The task: Please copy out every line in the records below that includes the word "value".

--- Supplied records ---

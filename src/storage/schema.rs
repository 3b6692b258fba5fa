//! Database schema definitions

use rusqlite::{Connection, TransactionBehavior};
use crate::Result;

/// Version stamped into `PRAGMA user_version` once the schema is in place
pub const SCHEMA_VERSION: i64 = 1;

/// SQL to create the type table
pub const CREATE_TYPE_TABLE: &str = r#"
CREATE TABLE IF NOT EXISTS "type" (
    oid INTEGER PRIMARY KEY AUTOINCREMENT,
    typename TEXT NOT NULL UNIQUE
)
"#;

/// SQL to create the property_type table
/// One row per (type, attribute) ever seen by the mapper
pub const CREATE_PROPERTY_TYPE_TABLE: &str = r#"
CREATE TABLE IF NOT EXISTS property_type (
    oid INTEGER PRIMARY KEY AUTOINCREMENT,
    type_id INTEGER NOT NULL REFERENCES "type"(oid),
    name TEXT NOT NULL,
    "indexed" INTEGER NOT NULL DEFAULT 0,
    UNIQUE(type_id, name)
)
"#;

/// SQL to create the object table
pub const CREATE_OBJECT_TABLE: &str = r#"
CREATE TABLE IF NOT EXISTS object (
    oid INTEGER PRIMARY KEY AUTOINCREMENT,
    id TEXT NOT NULL UNIQUE,
    type_id INTEGER NOT NULL REFERENCES "type"(oid),
    blob TEXT NOT NULL
)
"#;

/// SQL to create the object_property table
pub const CREATE_OBJECT_PROPERTY_TABLE: &str = r#"
CREATE TABLE IF NOT EXISTS object_property (
    oid INTEGER PRIMARY KEY AUTOINCREMENT,
    id TEXT NOT NULL REFERENCES object(id) ON DELETE CASCADE,
    property_type INTEGER NOT NULL REFERENCES property_type(oid),
    value TEXT
)
"#;

/// SQL to create indexes
pub const CREATE_INDEXES: &[&str] = &[
    "CREATE INDEX IF NOT EXISTS idx_object_type ON object(type_id)",
    "CREATE INDEX IF NOT EXISTS idx_object_property_id ON object_property(id)",
    "CREATE INDEX IF NOT EXISTS idx_object_property_value ON object_property(property_type, value)",
];

/// All schema creation statements
pub fn all_schema_statements() -> Vec<&'static str> {
    let mut stmts = vec![
        CREATE_TYPE_TABLE,
        CREATE_PROPERTY_TYPE_TABLE,
        CREATE_OBJECT_TABLE,
        CREATE_OBJECT_PROPERTY_TABLE,
    ];
    stmts.extend(CREATE_INDEXES.iter().copied());
    stmts
}

/// Current `user_version` of a database
pub fn schema_version(conn: &Connection) -> Result<i64> {
    let version = conn.query_row("PRAGMA user_version", [], |row| row.get(0))?;
    Ok(version)
}

/// Create or upgrade the schema. Safe to run against an initialized store.
pub fn migrate(conn: &mut Connection) -> Result<()> {
    let version = schema_version(conn)?;
    if version > SCHEMA_VERSION {
        tracing::warn!(
            "Database schema version {} is newer than supported version {}",
            version,
            SCHEMA_VERSION
        );
        return Ok(());
    }
    if version == SCHEMA_VERSION {
        return Ok(());
    }

    tracing::info!("Migrating schema from version {} to {}", version, SCHEMA_VERSION);
    let tx = conn.transaction_with_behavior(TransactionBehavior::Immediate)?;
    for stmt in all_schema_statements() {
        tx.execute(stmt, [])?;
    }
    tx.pragma_update(None, "user_version", SCHEMA_VERSION)?;
    tx.commit()?;
    Ok(())
}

---

Problem solution:
    value TEXT
    "CREATE INDEX IF NOT EXISTS idx_object_property_value ON object_property(property_type, value)",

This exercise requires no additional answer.